## Work task
This task calls for copying every line in the data below that contains the word "MacKey".

## Records drawn from a dataset
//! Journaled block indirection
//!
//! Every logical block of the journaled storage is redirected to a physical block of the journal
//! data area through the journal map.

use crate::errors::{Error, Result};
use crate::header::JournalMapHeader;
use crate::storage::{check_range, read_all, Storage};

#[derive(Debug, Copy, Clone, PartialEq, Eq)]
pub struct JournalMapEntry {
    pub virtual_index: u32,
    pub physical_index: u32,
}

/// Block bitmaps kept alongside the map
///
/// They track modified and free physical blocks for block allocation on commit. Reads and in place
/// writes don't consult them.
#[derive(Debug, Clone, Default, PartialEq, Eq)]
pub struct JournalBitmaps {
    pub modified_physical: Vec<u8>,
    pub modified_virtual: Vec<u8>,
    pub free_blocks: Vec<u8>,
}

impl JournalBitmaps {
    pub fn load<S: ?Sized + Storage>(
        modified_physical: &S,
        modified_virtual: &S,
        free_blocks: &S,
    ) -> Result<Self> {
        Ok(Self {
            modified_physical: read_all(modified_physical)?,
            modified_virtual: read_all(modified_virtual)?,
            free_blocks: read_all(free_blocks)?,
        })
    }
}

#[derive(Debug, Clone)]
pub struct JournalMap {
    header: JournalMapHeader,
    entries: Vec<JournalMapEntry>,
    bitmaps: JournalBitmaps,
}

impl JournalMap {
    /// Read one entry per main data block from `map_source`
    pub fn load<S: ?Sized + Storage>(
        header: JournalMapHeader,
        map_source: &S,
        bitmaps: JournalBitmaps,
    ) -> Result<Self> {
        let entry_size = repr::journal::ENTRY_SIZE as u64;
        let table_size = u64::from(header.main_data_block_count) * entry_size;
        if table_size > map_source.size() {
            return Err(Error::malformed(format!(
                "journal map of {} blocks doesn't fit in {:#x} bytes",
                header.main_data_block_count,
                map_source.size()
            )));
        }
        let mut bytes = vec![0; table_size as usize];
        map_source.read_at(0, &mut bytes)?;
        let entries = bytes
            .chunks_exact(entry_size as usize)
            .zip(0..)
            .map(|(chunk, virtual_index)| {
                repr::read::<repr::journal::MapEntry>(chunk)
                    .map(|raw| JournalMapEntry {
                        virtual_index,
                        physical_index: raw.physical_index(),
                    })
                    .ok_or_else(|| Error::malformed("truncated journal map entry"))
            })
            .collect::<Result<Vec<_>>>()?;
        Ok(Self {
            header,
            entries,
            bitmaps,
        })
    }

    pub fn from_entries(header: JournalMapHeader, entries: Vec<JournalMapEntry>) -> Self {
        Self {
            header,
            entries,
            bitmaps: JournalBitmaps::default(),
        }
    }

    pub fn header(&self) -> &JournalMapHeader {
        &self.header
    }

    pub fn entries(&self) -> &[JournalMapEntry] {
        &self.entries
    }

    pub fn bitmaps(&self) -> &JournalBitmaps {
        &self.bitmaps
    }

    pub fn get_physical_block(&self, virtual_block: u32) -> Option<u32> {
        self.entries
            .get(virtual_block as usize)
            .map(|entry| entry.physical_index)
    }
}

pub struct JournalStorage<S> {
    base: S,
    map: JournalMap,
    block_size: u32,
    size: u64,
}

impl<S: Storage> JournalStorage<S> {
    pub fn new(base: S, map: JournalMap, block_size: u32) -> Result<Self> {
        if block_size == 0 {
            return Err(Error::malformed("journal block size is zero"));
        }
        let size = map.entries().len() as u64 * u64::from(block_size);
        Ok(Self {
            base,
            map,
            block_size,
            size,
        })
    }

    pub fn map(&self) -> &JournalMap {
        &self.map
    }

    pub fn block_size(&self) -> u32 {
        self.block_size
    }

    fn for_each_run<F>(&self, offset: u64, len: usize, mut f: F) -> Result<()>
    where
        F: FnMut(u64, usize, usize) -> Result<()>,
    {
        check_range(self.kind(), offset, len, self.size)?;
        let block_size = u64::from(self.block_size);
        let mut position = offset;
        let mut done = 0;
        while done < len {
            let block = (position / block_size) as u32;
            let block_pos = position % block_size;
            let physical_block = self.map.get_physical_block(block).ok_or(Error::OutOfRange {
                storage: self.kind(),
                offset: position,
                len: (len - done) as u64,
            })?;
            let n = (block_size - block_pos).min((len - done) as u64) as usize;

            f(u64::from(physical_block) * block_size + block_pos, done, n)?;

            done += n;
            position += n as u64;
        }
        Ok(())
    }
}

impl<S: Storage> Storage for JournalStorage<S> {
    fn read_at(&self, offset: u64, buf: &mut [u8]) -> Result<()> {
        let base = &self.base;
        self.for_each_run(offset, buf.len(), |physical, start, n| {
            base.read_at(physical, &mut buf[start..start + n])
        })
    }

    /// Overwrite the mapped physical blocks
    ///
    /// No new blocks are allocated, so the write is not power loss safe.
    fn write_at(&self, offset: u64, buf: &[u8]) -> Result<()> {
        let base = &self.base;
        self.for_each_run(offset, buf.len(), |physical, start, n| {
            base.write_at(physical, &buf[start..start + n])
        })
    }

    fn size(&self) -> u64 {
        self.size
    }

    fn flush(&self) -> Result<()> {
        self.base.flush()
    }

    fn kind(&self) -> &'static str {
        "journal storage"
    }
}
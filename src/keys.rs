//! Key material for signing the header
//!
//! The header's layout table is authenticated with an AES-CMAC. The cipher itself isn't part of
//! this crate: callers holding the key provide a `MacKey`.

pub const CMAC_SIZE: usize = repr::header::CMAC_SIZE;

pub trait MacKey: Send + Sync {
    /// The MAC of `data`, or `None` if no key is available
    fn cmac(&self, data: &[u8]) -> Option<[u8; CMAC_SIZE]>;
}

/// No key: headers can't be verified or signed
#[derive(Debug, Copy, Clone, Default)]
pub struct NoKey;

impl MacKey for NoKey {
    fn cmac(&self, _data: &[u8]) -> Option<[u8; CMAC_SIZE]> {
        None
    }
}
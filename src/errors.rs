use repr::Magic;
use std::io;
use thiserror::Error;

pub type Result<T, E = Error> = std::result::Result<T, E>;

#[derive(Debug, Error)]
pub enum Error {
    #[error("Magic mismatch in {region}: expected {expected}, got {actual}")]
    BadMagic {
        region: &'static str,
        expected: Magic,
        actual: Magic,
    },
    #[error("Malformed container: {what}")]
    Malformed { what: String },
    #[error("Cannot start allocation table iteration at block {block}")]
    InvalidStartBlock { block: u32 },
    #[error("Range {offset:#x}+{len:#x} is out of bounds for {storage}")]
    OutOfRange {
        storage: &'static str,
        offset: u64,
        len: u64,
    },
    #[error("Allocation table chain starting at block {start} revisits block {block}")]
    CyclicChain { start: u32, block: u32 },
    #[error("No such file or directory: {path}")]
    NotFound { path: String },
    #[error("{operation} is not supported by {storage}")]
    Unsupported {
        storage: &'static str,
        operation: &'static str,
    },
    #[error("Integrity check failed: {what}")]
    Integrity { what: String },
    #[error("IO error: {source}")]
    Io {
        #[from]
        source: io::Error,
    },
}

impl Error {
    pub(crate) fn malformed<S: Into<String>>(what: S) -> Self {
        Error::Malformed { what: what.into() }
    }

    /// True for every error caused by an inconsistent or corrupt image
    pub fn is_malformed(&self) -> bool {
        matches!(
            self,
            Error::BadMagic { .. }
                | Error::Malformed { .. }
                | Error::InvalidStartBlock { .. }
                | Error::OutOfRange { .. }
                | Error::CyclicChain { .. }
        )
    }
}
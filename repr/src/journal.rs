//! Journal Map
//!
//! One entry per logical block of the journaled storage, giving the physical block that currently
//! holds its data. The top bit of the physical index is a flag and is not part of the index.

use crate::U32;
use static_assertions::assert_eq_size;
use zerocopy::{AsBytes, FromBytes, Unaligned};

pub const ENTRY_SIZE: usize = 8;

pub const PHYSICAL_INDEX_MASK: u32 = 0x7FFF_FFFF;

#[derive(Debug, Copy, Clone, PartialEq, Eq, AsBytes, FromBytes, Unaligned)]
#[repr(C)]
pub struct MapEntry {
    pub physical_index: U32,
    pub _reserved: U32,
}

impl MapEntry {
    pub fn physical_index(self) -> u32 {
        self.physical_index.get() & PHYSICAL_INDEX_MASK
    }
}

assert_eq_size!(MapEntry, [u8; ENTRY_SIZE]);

## Answer space
//! this crate: callers holding the key provide a `MacKey`.
pub trait MacKey: Send + Sync {
impl MacKey for NoKey {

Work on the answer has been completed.